[Records from a data source]
..........

//! WebSocket-based live reload.

use serde::{Deserialize, Serialize};
use tokio::sync::broadcast;

/// Path of the live reload websocket.
pub const RELOAD_SOCKET_PATH: &str = "/__livereload";

/// Path the client script is served from.
pub const RELOAD_SCRIPT_PATH: &str = "/__livereload.js";

/// Messages sent to connected browsers.
#[derive(Debug, Clone, PartialEq, Serialize, Deserialize)]
#[serde(tag = "type", rename_all = "snake_case")]
pub enum ReloadMessage {
    /// Connection established
    Connected,

    /// Full page reload
    Reload,

    /// Swap a stylesheet without reloading the page
    CssUpdate {
        /// URL path of the rebuilt stylesheet
        path: String,
    },
}

/// Hub for broadcasting reload messages to all connected clients.
#[derive(Debug, Clone)]
pub struct ReloadHub {
    sender: broadcast::Sender<ReloadMessage>,
}

impl ReloadHub {
    pub fn new() -> Self {
        let (sender, _) = broadcast::channel(100);
        Self { sender }
    }

    /// Send a message to all connected clients.
    pub fn send(&self, msg: ReloadMessage) {
        // No receivers is fine
        let _ = self.sender.send(msg);
    }

    pub fn subscribe(&self) -> broadcast::Receiver<ReloadMessage> {
        self.sender.subscribe()
    }

    /// Get the number of connected clients.
    pub fn subscriber_count(&self) -> usize {
        self.sender.receiver_count()
    }
}

impl Default for ReloadHub {
    fn default() -> Self {
        Self::new()
    }
}

/// Tag injected into served HTML pages.
pub fn client_script_tag() -> String {
    format!(r#"<script src="{}"></script>"#, RELOAD_SCRIPT_PATH)
}

/// Client-side live reload script.
///
/// The socket URL is derived from the page's own location so the script
/// works behind any host and port.
pub fn client_script() -> String {
    format!(
        r#"
(function() {{
  'use strict';

  var protocol = location.protocol === 'https:' ? 'wss:' : 'ws:';
  var url = protocol + '//' + location.host + '{socket}';
  var attempts = 0;
  var maxAttempts = 10;

  function refreshStylesheet(path) {{
    var links = document.querySelectorAll('link[rel="stylesheet"]');
    var found = false;

    links.forEach(function(link) {{
      var href = new URL(link.href, location.href);
      if (href.pathname === path) {{
        href.searchParams.set('t', Date.now());
        link.href = href.toString();
        found = true;
      }}
    }});

    return found;
  }}

  function connect() {{
    var ws = new WebSocket(url);

    ws.onopen = function() {{
      attempts = 0;
    }};

    ws.onmessage = function(event) {{
      var msg = JSON.parse(event.data);

      switch (msg.type) {{
        case 'reload':
          location.reload();
          break;

        case 'css_update':
          refreshStylesheet(msg.path);
          break;

        case 'connected':
          console.log('[livereload] connected');
          break;
      }}
    }};

    ws.onclose = function() {{
      if (attempts < maxAttempts) {{
        attempts++;
        setTimeout(connect, 1000 * attempts);
      }}
    }};
  }}

  connect();
}})();
"#,
        socket = RELOAD_SOCKET_PATH
    )
}
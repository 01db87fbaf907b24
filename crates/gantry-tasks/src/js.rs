//! JavaScript task: includes, syntax lowering and minification with oxc.

use std::path::{Path, PathBuf};

use gantry_include::Resolver;
use oxc_allocator::Allocator;
use oxc_ast::ast::Program;
use oxc_codegen::{Codegen, CodegenOptions};
use oxc_minifier::{Minifier, MinifierOptions};
use oxc_parser::Parser;
use oxc_semantic::SemanticBuilder;
use oxc_span::SourceType;
use oxc_transformer::{TransformOptions, Transformer};

use crate::paths::ProjectPaths;
use crate::task::{write_output, TaskError};

/// Default ECMAScript level scripts are lowered to.
pub const DEFAULT_TARGET: &str = "es2015";

/// Bundle the script entry and write `script.js` and `script.min.js`.
pub fn run(paths: &ProjectPaths, target: &str) -> Result<Vec<PathBuf>, TaskError> {
    let entry = &paths.source.js;
    if !entry.is_file() {
        return Err(TaskError::read(entry, "script entry point not found"));
    }

    let bundled = Resolver::new().resolve_file(entry)?;
    let transpiled = transpile(&bundled, entry, target)?;
    let minified = minify(&transpiled, entry)?;

    let stem = entry
        .file_stem()
        .and_then(|s| s.to_str())
        .unwrap_or("script");

    let plain_path = paths.build.js.join(format!("{}.js", stem));
    let minified_path = paths.build.js.join(format!("{}.min.js", stem));

    write_output(&plain_path, &transpiled)?;
    write_output(&minified_path, &minified)?;

    Ok(vec![plain_path, minified_path])
}

/// Lower syntax newer than `target` and print readable output.
pub fn transpile(source: &str, path: &Path, target: &str) -> Result<String, TaskError> {
    let options = TransformOptions::from_target(target)
        .map_err(|e| TaskError::compile(path, format!("invalid target '{}': {}", target, e)))?;

    let allocator = Allocator::default();
    let mut program = parse(&allocator, source, path)?;

    let semantic = SemanticBuilder::new().build(&program);
    if let Some(error) = semantic.errors.first() {
        return Err(TaskError::compile(path, error));
    }
    let scoping = semantic.semantic.into_scoping();

    let transformed =
        Transformer::new(&allocator, path, &options).build_with_scoping(scoping, &mut program);
    if let Some(error) = transformed.errors.first() {
        return Err(TaskError::compile(path, error));
    }

    Ok(Codegen::new().build(&program).code)
}

/// Compress and mangle into a single-line script.
pub fn minify(source: &str, path: &Path) -> Result<String, TaskError> {
    let allocator = Allocator::default();
    let mut program = parse(&allocator, source, path)?;

    let minified = Minifier::new(MinifierOptions::default()).build(&allocator, &mut program);

    Ok(Codegen::new()
        .with_options(CodegenOptions::minify())
        .with_scoping(minified.scoping)
        .build(&program)
        .code)
}

fn parse<'a>(allocator: &'a Allocator, source: &'a str, path: &Path) -> Result<Program<'a>, TaskError> {
    let parsed = Parser::new(allocator, source, SourceType::cjs()).parse();

    if let Some(error) = parsed.errors.first() {
        return Err(TaskError::compile(path, error));
    }
    if parsed.panicked {
        return Err(TaskError::compile(path, "parser aborted"));
    }

    Ok(parsed.program)
}

#[cfg(test)]
mod tests {
    use super::*;
    use crate::paths::PathsConfig;
    use std::fs;
    use tempfile::tempdir;

    const SCRIPT: &str = r#"
@@include('modules/menu.js');

const greet = (name = "world") => `hello ${name}`;
console.log(greet());
"#;

    const MENU: &str = r#"
function toggleMenu(element) {
  const isOpen = element.classList.contains("open");
  element.classList.toggle("open", !isOpen);
  return !isOpen;
}
"#;

    fn project() -> (tempfile::TempDir, ProjectPaths) {
        let temp = tempdir().unwrap();
        let root = temp.path().join("site");
        let js = root.join("src/js");
        fs::create_dir_all(js.join("modules")).unwrap();
        fs::write(js.join("script.js"), SCRIPT).unwrap();
        fs::write(js.join("modules/menu.js"), MENU).unwrap();

        let paths = ProjectPaths::new(&root, &PathsConfig::default());
        (temp, paths)
    }

    #[test]
    fn writes_plain_and_minified_scripts() {
        let (_temp, paths) = project();

        let outputs = run(&paths, DEFAULT_TARGET).unwrap();

        assert_eq!(outputs.len(), 2);
        let plain = fs::read_to_string(paths.build.js.join("script.js")).unwrap();
        let minified = fs::read_to_string(paths.build.js.join("script.min.js")).unwrap();

        assert!(plain.contains("toggleMenu"));
        assert!(!plain.contains("@@include"));
        assert!(minified.len() <= plain.len());
    }

    #[test]
    fn minified_output_is_smaller() {
        let path = Path::new("menu.js");

        let minified = minify(MENU, path).unwrap();

        assert!(minified.len() < MENU.len());
    }

    #[test]
    fn reports_syntax_errors() {
        let err = transpile("const = ;", Path::new("bad.js"), DEFAULT_TARGET).unwrap_err();

        assert!(matches!(err, TaskError::Compile { ref path, .. } if path == "bad.js"));
    }

    #[test]
    fn rejects_unknown_target() {
        let err = transpile("let a = 1;", Path::new("a.js"), "es1999").unwrap_err();

        assert!(err.to_string().contains("es1999"));
    }
}
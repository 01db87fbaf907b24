//! CSS task: Sass entry point to prefixed, grouped, minified stylesheets.

pub mod media;
pub mod webp;

use std::path::{Path, PathBuf};

use lightningcss::stylesheet::{MinifyOptions, ParserOptions, PrinterOptions, StyleSheet};
use lightningcss::targets::{Browsers, Targets};

use crate::paths::ProjectPaths;
use crate::task::{write_output, TaskError};

pub use media::group_media_queries;
pub use webp::add_webp_variants;

/// Unminified and minified renderings of one stylesheet.
#[derive(Debug, Clone, PartialEq)]
pub struct CompiledCss {
    pub expanded: String,
    pub minified: String,
}

/// Compile the stylesheet entry and write `style.css` and `style.min.css`.
pub fn run(paths: &ProjectPaths) -> Result<Vec<PathBuf>, TaskError> {
    let entry = &paths.source.css;
    if !entry.is_file() {
        return Err(TaskError::read(entry, "stylesheet entry point not found"));
    }

    let compiled = compile(entry)?;

    let stem = entry
        .file_stem()
        .and_then(|s| s.to_str())
        .unwrap_or("style");

    let expanded_path = paths.build.css.join(format!("{}.css", stem));
    let minified_path = paths.build.css.join(format!("{}.min.css", stem));

    write_output(&expanded_path, &compiled.expanded)?;
    write_output(&minified_path, &compiled.minified)?;

    Ok(vec![expanded_path, minified_path])
}

/// Compile a Sass file and run the post-processing chain.
pub fn compile(entry: &Path) -> Result<CompiledCss, TaskError> {
    let mut options = grass::Options::default().style(grass::OutputStyle::Expanded);
    if let Some(dir) = entry.parent() {
        options = options.load_path(dir);
    }

    let css = grass::from_path(entry, &options).map_err(|e| TaskError::compile(entry, e))?;

    postprocess(&css, &entry.display().to_string()).map_err(|e| TaskError::compile(entry, e))
}

/// Webp variants, media grouping, vendor prefixes, then both printings.
///
/// Prefixing runs through the minify pass, so the expanded copy carries
/// normalized values (`#ff0000` prints as `red`) with readable layout.
pub fn postprocess(css: &str, filename: &str) -> Result<CompiledCss, String> {
    let css = add_webp_variants(css);

    let mut sheet = StyleSheet::parse(
        &css,
        ParserOptions {
            filename: filename.to_string(),
            ..ParserOptions::default()
        },
    )
    .map_err(|e| e.to_string())?;

    group_media_queries(&mut sheet).map_err(|e| e.to_string())?;

    let targets = default_targets();

    sheet
        .minify(MinifyOptions {
            targets,
            ..MinifyOptions::default()
        })
        .map_err(|e| e.to_string())?;

    let expanded = sheet
        .to_css(PrinterOptions {
            targets,
            ..PrinterOptions::default()
        })
        .map_err(|e| e.to_string())?
        .code;

    let minified = sheet
        .to_css(PrinterOptions {
            minify: true,
            targets,
            ..PrinterOptions::default()
        })
        .map_err(|e| e.to_string())?
        .code;

    Ok(CompiledCss { expanded, minified })
}

/// Browser floor used for prefixing and syntax lowering.
pub fn default_targets() -> Targets {
    let version = |major: u32| major << 16;

    Targets::from(Browsers {
        android: Some(version(90)),
        chrome: Some(version(80)),
        edge: Some(version(80)),
        firefox: Some(version(78)),
        ios_saf: Some(version(12)),
        opera: Some(version(67)),
        safari: Some(version(12)),
        samsung: Some(version(12)),
        ..Browsers::default()
    })
}
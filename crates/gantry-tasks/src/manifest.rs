//! Font manifest: a Sass partial with one `@include font(...)` per family.
//!
//! The manifest is written once. A manifest with any content is treated as
//! hand-maintained and left alone.

use std::fs;
use std::io::ErrorKind;
use std::path::{Path, PathBuf};

use crate::paths::ProjectPaths;
use crate::task::{write_output, TaskError};

/// Whether the manifest still needs generating.
#[derive(Debug, Clone, Copy, PartialEq, Eq)]
pub enum ManifestState {
    Empty,
    Populated,
}

/// Read the manifest state; a missing file counts as empty.
pub fn state(path: &Path) -> Result<ManifestState, TaskError> {
    match fs::metadata(path) {
        Ok(meta) if meta.len() > 0 => Ok(ManifestState::Populated),
        Ok(_) => Ok(ManifestState::Empty),
        Err(e) if e.kind() == ErrorKind::NotFound => Ok(ManifestState::Empty),
        Err(e) => Err(TaskError::read(path, e)),
    }
}

/// Generate the manifest from the built fonts folder if it is empty.
///
/// Returns the manifest path when it was written.
pub fn run(paths: &ProjectPaths) -> Result<Option<PathBuf>, TaskError> {
    let manifest = &paths.font_manifest;

    if state(manifest)? == ManifestState::Populated {
        tracing::debug!("Font manifest {} already populated", manifest.display());
        return Ok(None);
    }

    let entries = list_fonts(&paths.build.fonts)?;
    write_output(manifest, generate(&entries))?;

    Ok(Some(manifest.clone()))
}

/// Entry names in `dir`, sorted; a missing folder is empty.
fn list_fonts(dir: &Path) -> Result<Vec<String>, TaskError> {
    let reader = match fs::read_dir(dir) {
        Ok(reader) => reader,
        Err(e) if e.kind() == ErrorKind::NotFound => return Ok(Vec::new()),
        Err(e) => return Err(TaskError::read(dir, e)),
    };

    let mut names = Vec::new();
    for entry in reader {
        let entry = entry.map_err(|e| TaskError::read(dir, e))?;
        names.push(entry.file_name().to_string_lossy().into_owned());
    }
    names.sort();

    Ok(names)
}

/// Manifest text for sorted `entries`.
///
/// Consecutive entries sharing a family name produce one line.
pub fn generate<S: AsRef<str>>(entries: &[S]) -> String {
    let mut out = String::new();
    let mut previous: Option<&str> = None;

    for entry in entries {
        let name = family_name(entry.as_ref());
        if previous != Some(name) {
            out.push_str(&font_directive(name));
        }
        previous = Some(name);
    }

    out
}

/// Family name of a font file: everything before the first `.`.
pub fn family_name(file_name: &str) -> &str {
    file_name.split('.').next().unwrap_or(file_name)
}

pub fn font_directive(name: &str) -> String {
    format!("@include font(\"{name}\", \"{name}\", \"400\", \"normal\");\r\n")
}

#[cfg(test)]
mod tests {
    use super::*;
    use crate::paths::PathsConfig;
    use tempfile::tempdir;

    #[test]
    fn suppresses_consecutive_duplicates() {
        let out = generate(&["a.woff", "a.woff2", "b.woff"]);

        assert_eq!(
            out,
            "@include font(\"a\", \"a\", \"400\", \"normal\");\r\n\
             @include font(\"b\", \"b\", \"400\", \"normal\");\r\n"
        );
    }

    #[test]
    fn family_is_cut_at_first_dot() {
        assert_eq!(family_name("Roboto.Bold.woff2"), "Roboto");
        assert_eq!(family_name("noext"), "noext");
    }

    fn project() -> (tempfile::TempDir, ProjectPaths) {
        let temp = tempdir().unwrap();
        let root = temp.path().join("site");
        let paths = ProjectPaths::new(&root, &PathsConfig::default());

        fs::create_dir_all(&paths.build.fonts).unwrap();
        for name in ["b.woff", "a.woff2", "a.woff"] {
            fs::write(paths.build.fonts.join(name), b"").unwrap();
        }

        (temp, paths)
    }

    #[test]
    fn writes_sorted_manifest_when_missing() {
        let (_temp, paths) = project();

        let written = run(&paths).unwrap();

        assert_eq!(written.as_deref(), Some(paths.font_manifest.as_path()));
        let manifest = fs::read_to_string(&paths.font_manifest).unwrap();
        assert_eq!(manifest, generate(&["a.woff", "a.woff2", "b.woff"]));
        assert_eq!(manifest.lines().count(), 2);
    }

    #[test]
    fn leaves_populated_manifest_alone() {
        let (_temp, paths) = project();
        write_output(&paths.font_manifest, "// custom\n").unwrap();

        assert_eq!(state(&paths.font_manifest).unwrap(), ManifestState::Populated);
        assert_eq!(run(&paths).unwrap(), None);
        assert_eq!(
            fs::read_to_string(&paths.font_manifest).unwrap(),
            "// custom\n"
        );
    }

    #[test]
    fn missing_fonts_folder_yields_empty_manifest() {
        let temp = tempdir().unwrap();
        let paths = ProjectPaths::new(temp.path().join("site"), &PathsConfig::default());

        run(&paths).unwrap();

        assert_eq!(state(&paths.font_manifest).unwrap(), ManifestState::Empty);
        assert!(paths.font_manifest.exists());
    }
}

..........

[EXERCISE] Output the data exactly, from the first line through the line that holds "is served from.", so that no later line appears.

[WRITTEN SOLUTION]
//! WebSocket-based live reload.

use serde::{Deserialize, Serialize};
use tokio::sync::broadcast;

/// Path of the live reload websocket.
pub const RELOAD_SOCKET_PATH: &str = "/__livereload";

/// Path the client script is served from.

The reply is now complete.